I wonder where Graeme Samuel's connections lie. Maybe with the IPA? Wouldn't it be curious if the IPA's position was also to privatise Australia Post (No.48)? I don't suppose that the Commission of Audit just happens to agree with that as well does it? Oops, maybe it does:
http://www.ncoa.gov.au/report/docs/phase_one_report.pdf
The Commission recommends that a number of entities be privatised including in the near
term: Australian Hearing Services; Snowy Hydro Limited; ASC Pty Ltd; and Defence Housing
Australia. In the medium term the Australian Postal Corporation; Moorebank Intermodal
Company Limited; Australian Rail Track Corporation Limited; Royal Australian Mint; and
COMCAR should be privatised.
- Page xxviii, Commission of Audit, Phase One, Feb 2014
What's Mr Samuel's interest in having Australia Post privatised? What does he gain personally from all of this? Perhaps he is casting his eye over the profits of Australia Post and is thinking that maybe, he personally deserves a slice of those.
http://auspost.com.au/about-us/australia-post-increases-profit.html
Group profit of $281 million and strong profit growth of 16.6 per cent - the second year of profit growth under the current "Future Ready" strategy.

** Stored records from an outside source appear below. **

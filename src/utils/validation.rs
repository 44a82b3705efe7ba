use crate::config::Config;
use crate::models::{error::AppError, file::FileUpload};

/// Rejects anything that is not a 24 character hexadecimal ObjectId.
pub fn validate_object_id(id: &str, entity: &str) -> Result<(), AppError> {
    if id.len() == 24 && id.bytes().all(|b| b.is_ascii_hexdigit()) {
        Ok(())
    } else {
        Err(AppError::ValidationError(format!("Invalid {entity} id: '{id}'")))
    }
}

/// Client-side upload checks. The server stays the authority; this only
/// avoids sending requests that are certain to be rejected.
pub fn validate_files(files: &[FileUpload]) -> Result<(), AppError> {
    if files.len() > Config::MAX_FILES {
        return Err(AppError::ValidationError(format!(
            "Maximum {} files allowed",
            Config::MAX_FILES
        )));
    }
    files.iter().try_for_each(validate_file)
}

pub fn validate_file(file: &FileUpload) -> Result<(), AppError> {
    if file.name.trim().is_empty() {
        return Err(AppError::ValidationError("File name is required".to_string()));
    }

    if file.size() > Config::MAX_FILE_SIZE {
        return Err(AppError::ValidationError(format!(
            "File {} exceeds the 10MB limit",
            file.name
        )));
    }

    match file.extension() {
        Some(extension) if Config::ALLOWED_EXTENSIONS.contains(&extension.as_str()) => Ok(()),
        _ => Err(AppError::ValidationError(format!(
            "File type not allowed: {}. Allowed types: {}",
            file.name,
            Config::ALLOWED_EXTENSIONS.join(", ")
        ))),
    }
}
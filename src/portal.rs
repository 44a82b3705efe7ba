use crate::config::ApiConfig;
use crate::models::error::AppError;
use crate::services::{
    assignments::AssignmentService, auth::AuthService, events::EventService, http::HttpClient,
    projects::ProjectService, resources::ResourceService, submissions::SubmissionService,
    users::UserService,
};
use std::sync::Arc;

/// Every domain service over one shared client, so that pacing and the
/// session are common to all of them.
#[derive(Debug, Clone)]
pub struct Portal {
    http: Arc<HttpClient>,
    auth: AuthService,
    users: UserService,
    projects: ProjectService,
    assignments: AssignmentService,
    submissions: SubmissionService,
    events: EventService,
    resources: ResourceService,
}

impl Portal {
    pub fn new(config: ApiConfig) -> Result<Self, AppError> {
        Ok(Self::with_client(HttpClient::new(config)?))
    }

    /// Portal configured from `SEMILLERO_API_URL`.
    pub fn from_env() -> Result<Self, AppError> {
        Self::new(ApiConfig::from_env()?)
    }

    pub fn with_client(http: HttpClient) -> Self {
        let http = Arc::new(http);
        Self {
            auth: AuthService::new(Arc::clone(&http)),
            users: UserService::new(Arc::clone(&http)),
            projects: ProjectService::new(Arc::clone(&http)),
            assignments: AssignmentService::new(Arc::clone(&http)),
            submissions: SubmissionService::new(Arc::clone(&http)),
            events: EventService::new(Arc::clone(&http)),
            resources: ResourceService::new(Arc::clone(&http)),
            http,
        }
    }

    pub fn http(&self) -> &HttpClient {
        &self.http
    }

    pub fn auth(&self) -> &AuthService {
        &self.auth
    }

    pub fn users(&self) -> &UserService {
        &self.users
    }

    pub fn projects(&self) -> &ProjectService {
        &self.projects
    }

    pub fn assignments(&self) -> &AssignmentService {
        &self.assignments
    }

    pub fn submissions(&self) -> &SubmissionService {
        &self.submissions
    }

    pub fn events(&self) -> &EventService {
        &self.events
    }

    pub fn resources(&self) -> &ResourceService {
        &self.resources
    }
}
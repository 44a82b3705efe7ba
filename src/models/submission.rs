use super::envelope::null_as_default;
use chrono::{DateTime, Utc};
use serde::{Deserialize, Serialize};
use serde_json::{Map, Value};

#[derive(Debug, Clone, Copy, PartialEq, Eq, Serialize, Deserialize)]
pub enum SubmissionStatus {
    #[serde(rename = "enviado")]
    Submitted,
    #[serde(rename = "pendiente_revision")]
    UnderReview,
    #[serde(rename = "revisado")]
    Reviewed,
    #[serde(rename = "aprobado")]
    Approved,
    #[serde(rename = "rechazado")]
    Rejected,
    #[serde(other)]
    Unknown,
}

impl SubmissionStatus {
    pub fn as_str(&self) -> &'static str {
        match self {
            Self::Submitted => "enviado",
            Self::UnderReview => "pendiente_revision",
            Self::Reviewed => "revisado",
            Self::Approved => "aprobado",
            Self::Rejected => "rechazado",
            Self::Unknown => "desconocido",
        }
    }
}

/// Metadata of a file attached to a submission.
#[derive(Debug, Clone, Default, PartialEq, Serialize, Deserialize)]
#[serde(rename_all = "camelCase")]
pub struct SubmissionFile {
    #[serde(default, deserialize_with = "null_as_default")]
    pub filename: String,
    #[serde(default, skip_serializing_if = "Option::is_none")]
    pub original_name: Option<String>,
    #[serde(default, skip_serializing_if = "Option::is_none")]
    pub size: Option<u64>,
    #[serde(flatten)]
    pub extra: Map<String, Value>,
}

#[derive(Debug, Clone, Default, PartialEq, Serialize, Deserialize)]
#[serde(rename_all = "camelCase")]
pub struct Submission {
    #[serde(default, skip_serializing_if = "Option::is_none")]
    pub id: Option<String>,
    /// Assignment id, or the populated assignment object.
    #[serde(default, skip_serializing_if = "Option::is_none")]
    pub assignment: Option<Value>,
    #[serde(default, deserialize_with = "null_as_default")]
    pub content: String,
    #[serde(default, skip_serializing_if = "Option::is_none")]
    pub status: Option<SubmissionStatus>,
    #[serde(default, skip_serializing_if = "Option::is_none")]
    pub grade: Option<f64>,
    #[serde(default, skip_serializing_if = "Option::is_none")]
    pub feedback: Option<String>,
    #[serde(
        default,
        deserialize_with = "null_as_default",
        skip_serializing_if = "Vec::is_empty"
    )]
    pub files: Vec<SubmissionFile>,
    #[serde(default, skip_serializing_if = "Option::is_none")]
    pub submitted_at: Option<DateTime<Utc>>,
    #[serde(flatten)]
    pub extra: Map<String, Value>,
}

/// Text part of a new submission; files travel separately.
#[derive(Debug, Clone, Default, PartialEq, Serialize)]
pub struct NewSubmission {
    pub assignment: String,
    pub content: String,
    #[serde(skip_serializing_if = "Option::is_none")]
    pub comments: Option<String>,
}

#[derive(Debug, Clone, PartialEq, Serialize)]
pub struct GradeData {
    pub grade: f64,
    #[serde(skip_serializing_if = "Option::is_none")]
    pub feedback: Option<String>,
    #[serde(skip_serializing_if = "Option::is_none")]
    pub status: Option<SubmissionStatus>,
}

#[derive(Debug, Clone, Default, PartialEq)]
pub struct SubmissionFilters {
    pub page: Option<u32>,
    pub limit: Option<u32>,
    pub assignment: Option<String>,
    pub status: Option<SubmissionStatus>,
    /// Only used when listing the submissions of an assignment.
    pub student: Option<String>,
}

impl SubmissionFilters {
    pub fn to_query(&self, default_limit: u32) -> Vec<(String, String)> {
        let mut query = vec![
            ("page".to_string(), self.page.unwrap_or(1).to_string()),
            (
                "limit".to_string(),
                self.limit.unwrap_or(default_limit).to_string(),
            ),
        ];
        if let Some(assignment) = self.assignment.as_deref().filter(|a| !a.is_empty()) {
            query.push(("assignment".to_string(), assignment.to_string()));
        }
        if let Some(status) = self.status {
            query.push(("status".to_string(), status.as_str().to_string()));
        }
        if let Some(student) = self.student.as_deref().filter(|s| !s.is_empty()) {
            query.push(("student".to_string(), student.to_string()));
        }
        query
    }
}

- Australia Post, 11 Oct 2012.
I'm growing suspicious of news articles like this. There seems to be a cabal of people who are loosely connected, with the intent of finding the few remaining government services and stealing them from the good and fair people of Australia; given what happened with the privatisation of the Royal Mail in the UK, I think that we should be very very suspicious of people like Graeme Samuel.